Work task
Lines to restate from the data below: from the one containing "pub fn code(&self)" to the one containing "impl From<serde_json::Error> for", both included. Give them again exactly, and only them.

Stored items
---
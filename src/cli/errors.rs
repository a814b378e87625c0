//! CLI error types
//!
//! Wraps the library errors so every failure reaches stdout as one error
//! envelope carrying the underlying stable code.

use std::io;
use std::path::PathBuf;

use thiserror::Error;

use crate::executor::{ExecutionCause, QueryError, UnknownQuery};
use crate::ingest::IngestError;

#[derive(Debug, Error)]
pub enum CliError {
    #[error("{0}")]
    Config(String),

    #[error("{0}")]
    Io(String),

    #[error(transparent)]
    UnknownQuery(#[from] UnknownQuery),

    #[error(transparent)]
    Ingest(#[from] IngestError),

    #[error(transparent)]
    Query(#[from] QueryError),

    #[error("Cannot inspect store at {}: {source}", path.display())]
    Inspect {
        path: PathBuf,
        #[source]
        source: ExecutionCause,
    },
}

impl CliError {
    /// Config error
    pub fn config_error(msg: impl Into<String>) -> Self {
        CliError::Config(msg.into())
    }

    /// I/O error
    pub fn io_error(msg: impl Into<String>) -> Self {
        CliError::Io(msg.into())
    }

    /// Returns the stable string code
    pub fn code(&self) -> &'static str {
        match self {
            CliError::Config(_) => "TRIPDB_CLI_CONFIG_ERROR",
            CliError::Io(_) => "TRIPDB_CLI_IO_ERROR",
            CliError::UnknownQuery(_) => "TRIPDB_UNKNOWN_QUERY",
            CliError::Ingest(e) => e.code(),
            CliError::Query(e) => e.code(),
            CliError::Inspect { source, .. } => match source {
                _ if source.is_store_missing() => "TRIPDB_STORE_UNAVAILABLE",
                ExecutionCause::Storage(e) => e.code().code(),
                ExecutionCause::Schema(e) => e.code(),
            },
        }
    }
}

impl From<io::Error> for CliError {
    fn from(e: io::Error) -> Self {
        Self::io_error(e.to_string())
    }
}

impl From<serde_json::Error> for CliError {
    fn from(e: serde_json::Error) -> Self {
        Self::io_error(format!("JSON error: {}", e))
    }
}

/// CLI result type
pub type CliResult<T> = Result<T, CliError>;

#[cfg(test)]
mod tests {
    use super::*;
    use std::path::Path;

    #[test]
    fn test_codes_pass_through() {
        let err: CliError = IngestError::NoSources.into();
        assert_eq!(err.code(), "TRIPDB_NO_SOURCES");

        let err: CliError = QueryError::StoreUnavailable {
            path: "db/taxi.tripdb".into(),
        }
        .into();
        assert_eq!(err.code(), "TRIPDB_STORE_UNAVAILABLE");

        let err: CliError = "fares".parse::<crate::executor::QueryKind>().unwrap_err().into();
        assert_eq!(err.code(), "TRIPDB_UNKNOWN_QUERY");
    }

    #[test]
    fn test_inspect_missing_store() {
        let path = Path::new("db/taxi.tripdb");
        let err = CliError::Inspect {
            path: path.to_path_buf(),
            source: crate::storage::StorageError::not_found(path).into(),
        };
        assert_eq!(err.code(), "TRIPDB_STORE_UNAVAILABLE");
    }
}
---
Your solution
    pub fn code(&self) -> &'static str {
        match self {
            CliError::Config(_) => "TRIPDB_CLI_CONFIG_ERROR",
            CliError::Io(_) => "TRIPDB_CLI_IO_ERROR",
            CliError::UnknownQuery(_) => "TRIPDB_UNKNOWN_QUERY",
            CliError::Ingest(e) => e.code(),
            CliError::Query(e) => e.code(),
            CliError::Inspect { source, .. } => match source {
                _ if source.is_store_missing() => "TRIPDB_STORE_UNAVAILABLE",
                ExecutionCause::Storage(e) => e.code().code(),
                ExecutionCause::Schema(e) => e.code(),
            },
        }
    }
}

impl From<io::Error> for CliError {
    fn from(e: io::Error) -> Self {
        Self::io_error(e.to_string())
    }
}

impl From<serde_json::Error> for CliError {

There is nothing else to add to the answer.